# TO DO:
Reproduce the listing below exactly, from its first line down to and including the line with "long are emitted".

# EXERCISE INPUTS:

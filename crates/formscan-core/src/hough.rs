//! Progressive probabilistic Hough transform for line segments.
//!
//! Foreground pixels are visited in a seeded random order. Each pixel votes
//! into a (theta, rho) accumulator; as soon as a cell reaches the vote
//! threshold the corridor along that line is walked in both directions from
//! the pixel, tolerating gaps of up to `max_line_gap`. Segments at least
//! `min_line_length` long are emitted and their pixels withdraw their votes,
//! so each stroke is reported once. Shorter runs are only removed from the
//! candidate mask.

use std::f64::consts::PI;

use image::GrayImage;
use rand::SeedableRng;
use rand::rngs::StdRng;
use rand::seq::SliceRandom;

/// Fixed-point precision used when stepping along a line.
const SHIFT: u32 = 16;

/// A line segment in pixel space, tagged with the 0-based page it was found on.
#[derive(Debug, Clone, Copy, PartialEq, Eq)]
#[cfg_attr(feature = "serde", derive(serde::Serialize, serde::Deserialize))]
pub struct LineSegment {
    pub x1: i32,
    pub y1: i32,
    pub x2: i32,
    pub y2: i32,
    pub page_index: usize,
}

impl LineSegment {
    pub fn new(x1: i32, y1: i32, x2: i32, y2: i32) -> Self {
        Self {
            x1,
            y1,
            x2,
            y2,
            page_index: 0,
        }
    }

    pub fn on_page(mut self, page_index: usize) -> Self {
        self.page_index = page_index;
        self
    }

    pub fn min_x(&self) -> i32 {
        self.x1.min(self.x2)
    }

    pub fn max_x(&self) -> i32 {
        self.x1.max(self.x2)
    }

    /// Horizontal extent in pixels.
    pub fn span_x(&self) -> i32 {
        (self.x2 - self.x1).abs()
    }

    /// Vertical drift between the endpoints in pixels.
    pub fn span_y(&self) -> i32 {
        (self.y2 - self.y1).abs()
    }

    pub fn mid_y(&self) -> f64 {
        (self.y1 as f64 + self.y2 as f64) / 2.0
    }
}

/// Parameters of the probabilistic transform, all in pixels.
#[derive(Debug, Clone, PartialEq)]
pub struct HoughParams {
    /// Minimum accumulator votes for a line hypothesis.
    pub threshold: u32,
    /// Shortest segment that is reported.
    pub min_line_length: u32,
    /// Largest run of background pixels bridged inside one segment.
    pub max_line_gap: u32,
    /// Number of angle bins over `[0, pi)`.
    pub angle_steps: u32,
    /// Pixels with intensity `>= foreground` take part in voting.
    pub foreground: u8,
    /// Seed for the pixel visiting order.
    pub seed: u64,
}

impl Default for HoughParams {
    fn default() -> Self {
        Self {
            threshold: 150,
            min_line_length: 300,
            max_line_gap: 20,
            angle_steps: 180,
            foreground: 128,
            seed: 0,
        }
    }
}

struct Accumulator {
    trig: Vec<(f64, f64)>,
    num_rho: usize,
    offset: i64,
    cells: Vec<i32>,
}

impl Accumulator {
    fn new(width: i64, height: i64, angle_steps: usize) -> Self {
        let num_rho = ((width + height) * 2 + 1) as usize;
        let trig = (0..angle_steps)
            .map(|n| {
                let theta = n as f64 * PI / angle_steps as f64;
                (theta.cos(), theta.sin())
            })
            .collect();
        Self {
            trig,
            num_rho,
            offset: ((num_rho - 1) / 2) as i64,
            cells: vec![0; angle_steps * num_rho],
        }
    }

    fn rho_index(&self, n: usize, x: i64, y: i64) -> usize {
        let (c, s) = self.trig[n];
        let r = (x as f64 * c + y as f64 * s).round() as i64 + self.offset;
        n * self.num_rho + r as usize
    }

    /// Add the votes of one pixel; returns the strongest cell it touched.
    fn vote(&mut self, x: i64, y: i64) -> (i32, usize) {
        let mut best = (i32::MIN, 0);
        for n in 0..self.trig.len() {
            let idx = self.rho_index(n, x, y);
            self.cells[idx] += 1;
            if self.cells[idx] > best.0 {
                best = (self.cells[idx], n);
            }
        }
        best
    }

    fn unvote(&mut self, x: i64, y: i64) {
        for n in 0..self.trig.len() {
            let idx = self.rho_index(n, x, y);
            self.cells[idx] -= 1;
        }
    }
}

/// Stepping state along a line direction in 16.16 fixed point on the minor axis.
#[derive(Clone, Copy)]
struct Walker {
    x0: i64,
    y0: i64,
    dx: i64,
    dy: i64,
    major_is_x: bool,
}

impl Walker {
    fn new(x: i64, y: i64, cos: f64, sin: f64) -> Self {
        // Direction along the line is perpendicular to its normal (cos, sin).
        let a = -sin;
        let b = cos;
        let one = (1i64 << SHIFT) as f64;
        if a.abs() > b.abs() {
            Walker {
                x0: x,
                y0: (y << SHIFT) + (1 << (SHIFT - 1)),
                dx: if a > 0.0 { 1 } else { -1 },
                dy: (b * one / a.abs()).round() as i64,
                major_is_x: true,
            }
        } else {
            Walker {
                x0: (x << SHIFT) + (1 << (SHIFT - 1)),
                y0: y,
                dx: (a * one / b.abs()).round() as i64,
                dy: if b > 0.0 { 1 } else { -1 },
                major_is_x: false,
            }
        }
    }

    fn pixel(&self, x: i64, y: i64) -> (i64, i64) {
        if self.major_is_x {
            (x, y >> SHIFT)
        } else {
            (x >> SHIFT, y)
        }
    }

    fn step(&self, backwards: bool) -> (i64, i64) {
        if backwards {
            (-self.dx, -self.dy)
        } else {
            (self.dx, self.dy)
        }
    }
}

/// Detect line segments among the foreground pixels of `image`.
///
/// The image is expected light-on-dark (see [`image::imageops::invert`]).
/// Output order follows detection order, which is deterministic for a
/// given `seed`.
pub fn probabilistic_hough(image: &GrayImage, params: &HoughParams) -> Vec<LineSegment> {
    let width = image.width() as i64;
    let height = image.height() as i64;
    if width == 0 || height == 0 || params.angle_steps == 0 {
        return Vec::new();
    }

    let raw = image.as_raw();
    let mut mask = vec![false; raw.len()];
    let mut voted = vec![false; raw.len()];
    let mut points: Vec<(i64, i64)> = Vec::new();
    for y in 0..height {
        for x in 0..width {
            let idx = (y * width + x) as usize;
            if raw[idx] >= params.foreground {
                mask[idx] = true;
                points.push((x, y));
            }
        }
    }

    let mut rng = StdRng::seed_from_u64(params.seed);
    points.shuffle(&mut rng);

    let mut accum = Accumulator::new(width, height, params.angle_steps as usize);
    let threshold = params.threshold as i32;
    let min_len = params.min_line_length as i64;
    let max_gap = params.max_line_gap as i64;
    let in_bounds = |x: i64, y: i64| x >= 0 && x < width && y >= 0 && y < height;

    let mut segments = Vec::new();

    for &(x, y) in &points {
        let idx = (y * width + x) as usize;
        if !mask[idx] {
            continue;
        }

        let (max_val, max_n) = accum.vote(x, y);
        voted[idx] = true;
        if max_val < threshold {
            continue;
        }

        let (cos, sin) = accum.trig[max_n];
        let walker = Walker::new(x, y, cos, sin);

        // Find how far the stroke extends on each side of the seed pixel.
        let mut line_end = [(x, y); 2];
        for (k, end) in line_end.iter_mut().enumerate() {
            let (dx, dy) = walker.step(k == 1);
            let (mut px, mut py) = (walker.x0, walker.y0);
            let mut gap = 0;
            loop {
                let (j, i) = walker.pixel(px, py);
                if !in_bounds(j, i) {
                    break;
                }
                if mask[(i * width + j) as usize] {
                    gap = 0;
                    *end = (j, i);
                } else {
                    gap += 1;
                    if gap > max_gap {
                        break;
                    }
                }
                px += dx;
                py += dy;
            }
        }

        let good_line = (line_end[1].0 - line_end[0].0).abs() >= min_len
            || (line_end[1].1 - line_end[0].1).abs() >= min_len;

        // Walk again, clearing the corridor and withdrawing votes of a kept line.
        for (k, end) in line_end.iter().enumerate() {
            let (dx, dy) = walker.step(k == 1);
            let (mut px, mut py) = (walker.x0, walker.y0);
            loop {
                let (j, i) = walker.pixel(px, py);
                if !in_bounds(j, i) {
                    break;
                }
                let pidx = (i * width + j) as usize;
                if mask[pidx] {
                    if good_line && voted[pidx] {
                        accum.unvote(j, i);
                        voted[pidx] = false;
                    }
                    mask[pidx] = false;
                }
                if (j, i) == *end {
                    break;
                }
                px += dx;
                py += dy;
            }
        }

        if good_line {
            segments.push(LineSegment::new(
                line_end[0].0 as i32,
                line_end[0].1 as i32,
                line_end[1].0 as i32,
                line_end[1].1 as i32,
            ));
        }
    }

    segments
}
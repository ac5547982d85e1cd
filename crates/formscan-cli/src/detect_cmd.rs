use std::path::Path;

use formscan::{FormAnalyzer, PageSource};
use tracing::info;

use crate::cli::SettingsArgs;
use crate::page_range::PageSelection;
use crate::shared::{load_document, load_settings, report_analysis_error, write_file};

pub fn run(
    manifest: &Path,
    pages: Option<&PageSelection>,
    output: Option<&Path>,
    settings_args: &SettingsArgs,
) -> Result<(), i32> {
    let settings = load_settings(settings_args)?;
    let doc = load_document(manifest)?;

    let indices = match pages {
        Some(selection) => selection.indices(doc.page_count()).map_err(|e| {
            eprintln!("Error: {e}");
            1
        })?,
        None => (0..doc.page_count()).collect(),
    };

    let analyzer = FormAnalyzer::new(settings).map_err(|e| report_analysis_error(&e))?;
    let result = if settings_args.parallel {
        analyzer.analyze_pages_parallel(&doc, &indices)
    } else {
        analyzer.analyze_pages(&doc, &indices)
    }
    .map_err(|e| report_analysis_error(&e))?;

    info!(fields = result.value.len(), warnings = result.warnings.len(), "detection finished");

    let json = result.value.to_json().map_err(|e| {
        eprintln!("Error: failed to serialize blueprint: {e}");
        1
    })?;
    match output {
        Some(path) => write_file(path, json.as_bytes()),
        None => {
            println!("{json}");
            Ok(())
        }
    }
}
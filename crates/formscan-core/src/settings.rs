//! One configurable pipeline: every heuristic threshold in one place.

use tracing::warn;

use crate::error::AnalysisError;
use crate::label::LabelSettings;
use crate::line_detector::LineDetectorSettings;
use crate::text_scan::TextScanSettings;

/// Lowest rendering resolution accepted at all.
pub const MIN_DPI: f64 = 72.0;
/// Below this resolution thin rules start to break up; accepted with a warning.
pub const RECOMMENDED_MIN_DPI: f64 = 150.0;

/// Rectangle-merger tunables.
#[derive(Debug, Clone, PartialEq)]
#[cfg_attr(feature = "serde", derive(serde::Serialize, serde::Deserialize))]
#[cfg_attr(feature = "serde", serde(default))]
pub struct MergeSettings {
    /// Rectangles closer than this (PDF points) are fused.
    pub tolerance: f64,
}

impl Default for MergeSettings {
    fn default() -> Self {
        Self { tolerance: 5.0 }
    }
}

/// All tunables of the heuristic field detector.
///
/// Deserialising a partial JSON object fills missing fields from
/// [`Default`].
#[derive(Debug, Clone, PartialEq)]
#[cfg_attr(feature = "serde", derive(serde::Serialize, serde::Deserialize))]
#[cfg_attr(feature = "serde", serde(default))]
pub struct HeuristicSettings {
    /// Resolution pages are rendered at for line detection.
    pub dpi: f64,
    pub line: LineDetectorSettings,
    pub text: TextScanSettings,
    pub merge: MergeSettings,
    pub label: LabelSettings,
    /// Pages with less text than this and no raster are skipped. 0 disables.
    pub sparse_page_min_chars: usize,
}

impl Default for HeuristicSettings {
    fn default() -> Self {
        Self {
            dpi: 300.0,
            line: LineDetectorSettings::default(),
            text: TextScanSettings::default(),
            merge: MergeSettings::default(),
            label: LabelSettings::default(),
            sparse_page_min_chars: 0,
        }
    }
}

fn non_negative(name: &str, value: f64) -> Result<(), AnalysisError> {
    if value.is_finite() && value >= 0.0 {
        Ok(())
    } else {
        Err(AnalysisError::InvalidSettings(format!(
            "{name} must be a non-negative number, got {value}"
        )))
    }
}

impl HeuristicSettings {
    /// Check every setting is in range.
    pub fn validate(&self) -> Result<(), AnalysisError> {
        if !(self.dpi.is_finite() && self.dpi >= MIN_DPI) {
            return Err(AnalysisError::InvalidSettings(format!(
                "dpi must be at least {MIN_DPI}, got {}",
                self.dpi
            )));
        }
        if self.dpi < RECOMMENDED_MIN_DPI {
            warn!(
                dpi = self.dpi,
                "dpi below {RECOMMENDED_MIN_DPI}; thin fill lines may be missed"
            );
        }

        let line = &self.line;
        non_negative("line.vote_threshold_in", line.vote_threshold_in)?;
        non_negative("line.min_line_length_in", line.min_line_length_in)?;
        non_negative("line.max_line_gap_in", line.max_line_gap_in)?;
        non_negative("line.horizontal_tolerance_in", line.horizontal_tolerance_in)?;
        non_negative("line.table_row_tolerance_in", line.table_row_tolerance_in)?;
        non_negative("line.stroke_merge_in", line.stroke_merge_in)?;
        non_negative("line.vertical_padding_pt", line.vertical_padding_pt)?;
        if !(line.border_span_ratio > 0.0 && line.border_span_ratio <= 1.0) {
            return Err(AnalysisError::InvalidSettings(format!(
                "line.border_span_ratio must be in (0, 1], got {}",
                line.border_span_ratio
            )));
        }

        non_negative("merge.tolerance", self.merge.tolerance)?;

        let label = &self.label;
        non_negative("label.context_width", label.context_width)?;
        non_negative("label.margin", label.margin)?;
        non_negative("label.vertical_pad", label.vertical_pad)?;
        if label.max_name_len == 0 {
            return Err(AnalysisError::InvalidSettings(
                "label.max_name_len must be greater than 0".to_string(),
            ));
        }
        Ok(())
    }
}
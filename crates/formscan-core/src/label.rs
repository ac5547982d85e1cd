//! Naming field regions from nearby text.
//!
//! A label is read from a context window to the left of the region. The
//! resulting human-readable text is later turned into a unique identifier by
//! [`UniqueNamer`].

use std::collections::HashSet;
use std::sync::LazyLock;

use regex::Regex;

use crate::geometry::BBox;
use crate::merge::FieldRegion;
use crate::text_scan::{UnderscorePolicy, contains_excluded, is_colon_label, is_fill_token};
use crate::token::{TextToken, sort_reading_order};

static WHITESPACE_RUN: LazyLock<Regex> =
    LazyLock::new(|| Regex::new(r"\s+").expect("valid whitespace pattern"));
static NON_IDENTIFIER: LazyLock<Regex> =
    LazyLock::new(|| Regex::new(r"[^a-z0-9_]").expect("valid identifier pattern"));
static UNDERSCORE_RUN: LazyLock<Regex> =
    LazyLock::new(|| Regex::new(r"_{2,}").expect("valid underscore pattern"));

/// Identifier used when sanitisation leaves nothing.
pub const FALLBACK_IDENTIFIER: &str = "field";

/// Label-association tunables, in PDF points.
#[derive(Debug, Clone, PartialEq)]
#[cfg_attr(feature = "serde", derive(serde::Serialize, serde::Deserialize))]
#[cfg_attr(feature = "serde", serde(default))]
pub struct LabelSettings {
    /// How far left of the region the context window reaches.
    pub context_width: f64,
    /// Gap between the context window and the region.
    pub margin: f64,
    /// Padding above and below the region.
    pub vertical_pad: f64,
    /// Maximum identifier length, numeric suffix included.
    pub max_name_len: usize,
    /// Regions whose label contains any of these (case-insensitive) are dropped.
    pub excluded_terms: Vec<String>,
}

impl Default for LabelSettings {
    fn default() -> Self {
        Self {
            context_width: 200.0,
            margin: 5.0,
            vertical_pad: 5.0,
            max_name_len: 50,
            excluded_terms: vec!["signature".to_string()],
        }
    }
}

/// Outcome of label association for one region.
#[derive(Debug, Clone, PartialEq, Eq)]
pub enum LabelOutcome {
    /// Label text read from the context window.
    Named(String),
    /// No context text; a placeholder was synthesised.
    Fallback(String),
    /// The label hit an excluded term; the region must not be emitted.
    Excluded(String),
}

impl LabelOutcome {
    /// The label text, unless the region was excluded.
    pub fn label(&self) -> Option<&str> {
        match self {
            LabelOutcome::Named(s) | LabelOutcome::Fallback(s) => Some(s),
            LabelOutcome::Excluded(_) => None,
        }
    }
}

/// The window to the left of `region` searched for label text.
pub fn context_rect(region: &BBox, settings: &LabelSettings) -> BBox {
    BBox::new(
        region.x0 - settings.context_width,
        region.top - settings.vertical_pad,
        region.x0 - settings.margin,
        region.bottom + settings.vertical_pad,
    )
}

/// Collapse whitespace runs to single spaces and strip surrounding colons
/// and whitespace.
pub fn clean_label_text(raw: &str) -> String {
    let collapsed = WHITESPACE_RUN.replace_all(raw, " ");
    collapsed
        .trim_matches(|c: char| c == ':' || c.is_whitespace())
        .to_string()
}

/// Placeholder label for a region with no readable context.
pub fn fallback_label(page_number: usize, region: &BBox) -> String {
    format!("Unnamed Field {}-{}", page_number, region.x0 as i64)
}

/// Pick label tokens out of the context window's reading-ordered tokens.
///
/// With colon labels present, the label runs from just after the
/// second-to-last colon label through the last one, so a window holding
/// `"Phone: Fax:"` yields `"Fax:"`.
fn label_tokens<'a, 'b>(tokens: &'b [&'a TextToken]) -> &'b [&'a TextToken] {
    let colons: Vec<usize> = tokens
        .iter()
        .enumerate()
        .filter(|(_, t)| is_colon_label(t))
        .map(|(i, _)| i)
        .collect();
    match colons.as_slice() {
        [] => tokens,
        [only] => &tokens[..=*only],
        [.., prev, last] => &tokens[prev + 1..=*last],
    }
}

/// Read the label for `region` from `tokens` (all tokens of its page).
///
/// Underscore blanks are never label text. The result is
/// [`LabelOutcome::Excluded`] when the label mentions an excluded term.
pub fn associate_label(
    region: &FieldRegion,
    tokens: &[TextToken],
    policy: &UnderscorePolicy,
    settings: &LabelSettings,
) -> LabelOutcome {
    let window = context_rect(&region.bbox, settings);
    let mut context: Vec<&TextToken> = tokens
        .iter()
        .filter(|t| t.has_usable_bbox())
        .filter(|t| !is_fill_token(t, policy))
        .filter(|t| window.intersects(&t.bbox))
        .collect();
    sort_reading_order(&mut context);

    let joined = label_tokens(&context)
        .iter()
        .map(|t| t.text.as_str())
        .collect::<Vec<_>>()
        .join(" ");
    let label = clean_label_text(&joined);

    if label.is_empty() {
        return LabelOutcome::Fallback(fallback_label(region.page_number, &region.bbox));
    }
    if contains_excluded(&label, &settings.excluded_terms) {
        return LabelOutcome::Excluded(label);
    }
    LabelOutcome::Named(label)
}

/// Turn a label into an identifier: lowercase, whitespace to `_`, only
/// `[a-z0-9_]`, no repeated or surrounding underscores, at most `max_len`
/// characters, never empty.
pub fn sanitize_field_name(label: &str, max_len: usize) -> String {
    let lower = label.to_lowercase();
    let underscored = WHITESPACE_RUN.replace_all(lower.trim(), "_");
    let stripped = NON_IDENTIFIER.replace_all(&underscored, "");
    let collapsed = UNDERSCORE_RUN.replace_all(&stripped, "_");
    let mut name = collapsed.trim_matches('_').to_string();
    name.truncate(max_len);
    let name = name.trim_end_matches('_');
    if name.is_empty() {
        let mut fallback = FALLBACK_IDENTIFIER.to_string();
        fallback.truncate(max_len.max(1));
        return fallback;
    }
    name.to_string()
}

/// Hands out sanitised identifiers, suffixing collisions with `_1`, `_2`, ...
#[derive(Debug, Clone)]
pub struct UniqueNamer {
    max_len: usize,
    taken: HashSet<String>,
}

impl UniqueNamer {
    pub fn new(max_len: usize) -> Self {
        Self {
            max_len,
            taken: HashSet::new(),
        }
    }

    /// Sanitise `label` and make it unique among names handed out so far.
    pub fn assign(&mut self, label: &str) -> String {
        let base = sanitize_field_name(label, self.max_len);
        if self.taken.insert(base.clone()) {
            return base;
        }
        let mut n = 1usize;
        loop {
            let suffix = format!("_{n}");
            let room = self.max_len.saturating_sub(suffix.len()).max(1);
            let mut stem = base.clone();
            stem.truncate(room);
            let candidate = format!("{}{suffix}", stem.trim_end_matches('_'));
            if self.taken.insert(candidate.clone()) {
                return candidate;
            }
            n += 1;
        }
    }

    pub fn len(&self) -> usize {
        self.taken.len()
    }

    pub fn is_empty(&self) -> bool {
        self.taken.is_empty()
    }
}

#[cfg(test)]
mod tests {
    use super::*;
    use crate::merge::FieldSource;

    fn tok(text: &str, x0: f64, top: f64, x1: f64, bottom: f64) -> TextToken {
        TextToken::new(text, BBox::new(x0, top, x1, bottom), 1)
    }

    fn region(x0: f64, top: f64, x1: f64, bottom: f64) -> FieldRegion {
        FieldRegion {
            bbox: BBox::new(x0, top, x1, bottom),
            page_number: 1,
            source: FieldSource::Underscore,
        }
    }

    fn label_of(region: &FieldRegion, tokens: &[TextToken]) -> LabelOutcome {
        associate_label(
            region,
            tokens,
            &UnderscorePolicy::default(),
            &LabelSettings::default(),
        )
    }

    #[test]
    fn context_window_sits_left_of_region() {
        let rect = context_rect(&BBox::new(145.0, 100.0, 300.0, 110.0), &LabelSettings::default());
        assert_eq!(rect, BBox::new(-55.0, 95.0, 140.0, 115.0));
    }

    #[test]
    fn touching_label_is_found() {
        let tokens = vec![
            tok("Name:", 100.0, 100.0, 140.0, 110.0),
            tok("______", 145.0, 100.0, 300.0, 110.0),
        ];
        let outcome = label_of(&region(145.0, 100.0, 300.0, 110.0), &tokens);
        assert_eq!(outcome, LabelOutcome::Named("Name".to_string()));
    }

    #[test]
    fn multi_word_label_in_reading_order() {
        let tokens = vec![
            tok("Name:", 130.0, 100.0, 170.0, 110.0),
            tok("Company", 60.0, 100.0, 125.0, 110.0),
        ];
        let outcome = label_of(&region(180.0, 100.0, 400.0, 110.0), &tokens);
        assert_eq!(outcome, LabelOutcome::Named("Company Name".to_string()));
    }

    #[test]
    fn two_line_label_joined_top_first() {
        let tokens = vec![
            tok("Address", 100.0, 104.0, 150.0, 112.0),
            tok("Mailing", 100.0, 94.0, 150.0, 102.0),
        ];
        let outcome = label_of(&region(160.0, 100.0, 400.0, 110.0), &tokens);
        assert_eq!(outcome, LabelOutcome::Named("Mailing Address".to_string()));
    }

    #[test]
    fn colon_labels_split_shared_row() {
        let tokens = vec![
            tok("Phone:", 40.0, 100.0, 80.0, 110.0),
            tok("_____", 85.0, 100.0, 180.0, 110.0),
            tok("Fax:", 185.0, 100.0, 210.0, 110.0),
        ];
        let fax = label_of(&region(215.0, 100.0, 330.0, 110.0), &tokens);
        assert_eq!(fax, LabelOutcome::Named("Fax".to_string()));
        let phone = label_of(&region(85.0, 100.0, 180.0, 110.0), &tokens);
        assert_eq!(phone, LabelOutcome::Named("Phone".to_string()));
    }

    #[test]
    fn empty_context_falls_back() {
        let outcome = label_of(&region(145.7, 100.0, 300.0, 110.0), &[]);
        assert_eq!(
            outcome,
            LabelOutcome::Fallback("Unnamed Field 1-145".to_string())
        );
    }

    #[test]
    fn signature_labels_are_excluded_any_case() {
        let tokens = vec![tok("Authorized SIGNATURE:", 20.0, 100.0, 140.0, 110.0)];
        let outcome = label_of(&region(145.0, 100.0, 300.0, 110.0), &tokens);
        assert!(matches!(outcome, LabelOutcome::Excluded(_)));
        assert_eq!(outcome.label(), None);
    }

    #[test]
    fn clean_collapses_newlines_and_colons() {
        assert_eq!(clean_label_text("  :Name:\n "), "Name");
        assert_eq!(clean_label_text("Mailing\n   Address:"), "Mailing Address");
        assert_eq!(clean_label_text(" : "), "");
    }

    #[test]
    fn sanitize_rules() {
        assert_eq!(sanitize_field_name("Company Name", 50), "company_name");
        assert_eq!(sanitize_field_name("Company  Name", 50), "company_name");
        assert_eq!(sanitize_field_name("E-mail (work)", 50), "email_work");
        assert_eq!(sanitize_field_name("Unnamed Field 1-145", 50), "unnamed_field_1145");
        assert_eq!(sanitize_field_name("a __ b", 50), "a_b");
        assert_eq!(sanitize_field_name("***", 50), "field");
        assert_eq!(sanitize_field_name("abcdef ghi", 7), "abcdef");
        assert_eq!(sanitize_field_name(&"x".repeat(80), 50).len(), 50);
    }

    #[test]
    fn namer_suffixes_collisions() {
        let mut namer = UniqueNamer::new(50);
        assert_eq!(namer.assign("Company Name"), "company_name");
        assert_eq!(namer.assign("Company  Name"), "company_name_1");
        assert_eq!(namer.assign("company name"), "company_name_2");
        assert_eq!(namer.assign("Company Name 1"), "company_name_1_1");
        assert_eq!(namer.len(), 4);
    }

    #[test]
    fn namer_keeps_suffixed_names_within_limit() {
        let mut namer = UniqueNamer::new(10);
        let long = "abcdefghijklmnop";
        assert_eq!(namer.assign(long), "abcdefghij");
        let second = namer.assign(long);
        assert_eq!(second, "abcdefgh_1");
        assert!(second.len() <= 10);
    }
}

# ANSWER FOR THE TASK:
filename crates/formscan-core/src/hough.rs
//! Progressive probabilistic Hough transform for line segments.
//!
//! Foreground pixels are visited in a seeded random order. Each pixel votes
//! into a (theta, rho) accumulator; as soon as a cell reaches the vote
//! threshold the corridor along that line is walked in both directions from
//! the pixel, tolerating gaps of up to `max_line_gap`. Segments at least
//! `min_line_length` long are emitted and their pixels withdraw their votes,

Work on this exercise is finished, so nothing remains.